Who Are The Women Having These Abortions?

According to the Kaiser Foundation, 73% of abortions are performed on women 29 years or younger.

Freakonomics Books

Economists Stephen Dubner and Steven Levitt in their bestselling book Freakonomics posit that the dramatic decline in crime in the United States is due to the high abortion rate in the African American community because poverty and lack of educational achievement, which are disproportionately represented in the black population, are directly correlated with criminal conviction; when Roe v. Wade was handed down by the Supreme Court, the next generation from this block of society was effectively truncated, for lack of a better term, which explains the 1990-onward nosedive of violence. There are conspiracy theories based around the notion that abortion rights were a way to severely restrict the growth in the total African Americans in the United States over time, effectively keeping control in the hands of rich, white men.

Even more shocking is the fact that despite being only 12.4% of the population, African Americans were responsible for 35% of abortions in 2006 (the most recent racial component breakdown I could find).

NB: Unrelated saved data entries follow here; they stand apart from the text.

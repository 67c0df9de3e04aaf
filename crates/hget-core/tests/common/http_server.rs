//! Minimal HTTP/1.1 server for integration tests.
//!
//! Every connection carries one request. The handler decides the response;
//! all requests are recorded so tests can inspect the headers a getter sent.

use std::io::{Read, Write};
use std::net::TcpListener;
use std::sync::{Arc, Mutex};
use std::thread;
use std::time::Duration;

#[derive(Debug, Clone)]
pub struct RecordedRequest {
    pub method: String,
    pub path: String,
    pub headers: Vec<(String, String)>,
}

impl RecordedRequest {
    pub fn header(&self, name: &str) -> Option<&str> {
        self.headers
            .iter()
            .find(|(k, _)| k.eq_ignore_ascii_case(name))
            .map(|(_, v)| v.as_str())
    }
}

#[derive(Debug, Clone)]
pub struct Reply {
    pub status: u16,
    pub headers: Vec<(String, String)>,
    pub body: Vec<u8>,
    /// Delay before answering.
    pub delay: Option<Duration>,
}

impl Reply {
    pub fn ok(body: &str) -> Self {
        Self::status(200, body)
    }

    pub fn status(status: u16, body: &str) -> Self {
        Self {
            status,
            headers: Vec::new(),
            body: body.as_bytes().to_vec(),
            delay: None,
        }
    }

    pub fn redirect(location: &str) -> Self {
        let mut r = Self::status(302, "");
        r.headers.push(("Location".to_string(), location.to_string()));
        r
    }
}

pub struct TestServer {
    pub url: String,
    pub port: u16,
    requests: Arc<Mutex<Vec<RecordedRequest>>>,
}

impl TestServer {
    pub(crate) fn new(scheme: &str, port: u16, requests: Arc<Mutex<Vec<RecordedRequest>>>) -> Self {
        Self {
            url: format!("{}://127.0.0.1:{}/", scheme, port),
            port,
            requests,
        }
    }

    pub fn requests(&self) -> Vec<RecordedRequest> {
        self.requests.lock().unwrap().clone()
    }

    pub fn last_request(&self) -> RecordedRequest {
        self.requests().pop().expect("server saw no request")
    }
}

/// Starts a server in a background thread. `url` is the base URL
/// (e.g. "http://127.0.0.1:12345/"). The server runs until the process exits.
pub fn start<F>(handler: F) -> TestServer
where
    F: Fn(&RecordedRequest) -> Reply + Send + Sync + 'static,
{
    let listener = TcpListener::bind("127.0.0.1:0").expect("bind");
    let port = listener.local_addr().unwrap().port();
    let requests = Arc::new(Mutex::new(Vec::new()));
    let recorded = Arc::clone(&requests);
    let handler = Arc::new(handler);
    thread::spawn(move || {
        for mut stream in listener.incoming().flatten() {
            let handler = Arc::clone(&handler);
            let recorded = Arc::clone(&recorded);
            thread::spawn(move || {
                let _ = stream.set_read_timeout(Some(Duration::from_secs(5)));
                let _ = stream.set_write_timeout(Some(Duration::from_secs(5)));
                serve(&mut stream, handler.as_ref(), &recorded)
            });
        }
    });
    TestServer::new("http", port, requests)
}

/// Serves `body` with 200 to every request.
pub fn start_static(body: &'static str) -> TestServer {
    start(move |_| Reply::ok(body))
}

/// A port nothing listens on.
pub fn closed_port() -> u16 {
    let listener = TcpListener::bind("127.0.0.1:0").expect("bind");
    listener.local_addr().unwrap().port()
}

/// Answers the single request on `stream`. Shared with the TLS server.
pub(crate) fn serve<S, F>(stream: &mut S, handler: &F, recorded: &Mutex<Vec<RecordedRequest>>)
where
    S: Read + Write,
    F: Fn(&RecordedRequest) -> Reply + ?Sized,
{
    let head = match read_head(stream) {
        Some(h) => h,
        None => return,
    };
    let request = match parse_request(&head) {
        Some(r) => r,
        None => return,
    };
    recorded.lock().unwrap().push(request.clone());

    let reply = handler(&request);
    if let Some(delay) = reply.delay {
        thread::sleep(delay);
    }
    let mut response = format!(
        "HTTP/1.1 {} {}\r\nContent-Length: {}\r\nConnection: close\r\n",
        reply.status,
        reason(reply.status),
        reply.body.len()
    );
    for (k, v) in &reply.headers {
        response.push_str(&format!("{}: {}\r\n", k, v));
    }
    response.push_str("\r\n");
    let _ = stream.write_all(response.as_bytes());
    let _ = stream.write_all(&reply.body);
    let _ = stream.flush();
}

/// Reads until the blank line that ends the request head.
fn read_head(stream: &mut impl Read) -> Option<String> {
    let mut data = Vec::new();
    let mut buf = [0u8; 4096];
    loop {
        let n = stream.read(&mut buf).ok()?;
        if n == 0 {
            return None;
        }
        data.extend_from_slice(&buf[..n]);
        if data.windows(4).any(|w| w == b"\r\n\r\n") {
            return String::from_utf8(data).ok();
        }
    }
}

fn parse_request(head: &str) -> Option<RecordedRequest> {
    let mut lines = head.lines();
    let mut first = lines.next()?.split_whitespace();
    let method = first.next()?.to_string();
    let path = first.next()?.to_string();
    let mut headers = Vec::new();
    for line in lines {
        let line = line.trim();
        if line.is_empty() {
            break;
        }
        if let Some((name, value)) = line.split_once(':') {
            headers.push((name.trim().to_string(), value.trim().to_string()));
        }
    }
    Some(RecordedRequest {
        method,
        path,
        headers,
    })
}

fn reason(status: u16) -> &'static str {
    match status {
        200 => "OK",
        302 => "Found",
        401 => "Unauthorized",
        403 => "Forbidden",
        404 => "Not Found",
        500 => "Internal Server Error",
        _ => "Unknown",
    }
}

That means that the African American segment of the United States is aborting the next generation at a rate nearly 3x what their demographic distribution alone would suggest. There are numerous reasons, the likely culprits being the lower overall educational attainment (including sex education), access to health services, poverty, etc. that have plagued the minority establishment for generations.

The numbers are disproportionately high in areas with large poverty rates, such as Alabama, where African Americans had 56% of abortions, while making up 26% of the population (see source). This would make sense when you consider what I wrote about a few weeks ago, explaining that the Great Recession of 2007-2009 was an “unequal” recession with the unemployment rate for college graduates at only 5% but for African American men at nearly 30%. In other words, abortion is a symptom of societal demographics, not just a cause. It’s a two-way street.

This would explain why the African American segment of the United States is being eclipsed by Hispanics and other races. This has not been without tension; witness the rash of news stories, such as the CNN special a few years ago, which talk about the frustration among black leaders in regards to Hispanic immigrants achieving greater prosperity and education in one or two generations than the African American community has in two centuries.

The opposite side of the Janus coin also reveals itself: The white population in the United States represents 75% of people yet only 53.6% of abortions due, again, to higher educational attainment, greater household net worth, and other factors that are associated with better family planning and healthcare.

A Change In Socio-Economic Mores

A lot of what I am reading attributes the rapid change in the willingness to have an abortion to shifting socio-economic mores, which basically translates into the “morality” to which a society holds itself.

Why is that surprising? The Christian right claims that the country is going to hell. In fact, despite the population rising 30.1% between 1990 and today, people who call themselves “Christian” only increased 14.7% over the same period.

That means that the nation has grown more secular yet crime has decreased, abortions have decreased, and household purchasing power has increased in real terms over the past 20 years. This is one of the reasons I am baffled by the “take our country back” crowd.

Things have never been so good, despite all of our problems.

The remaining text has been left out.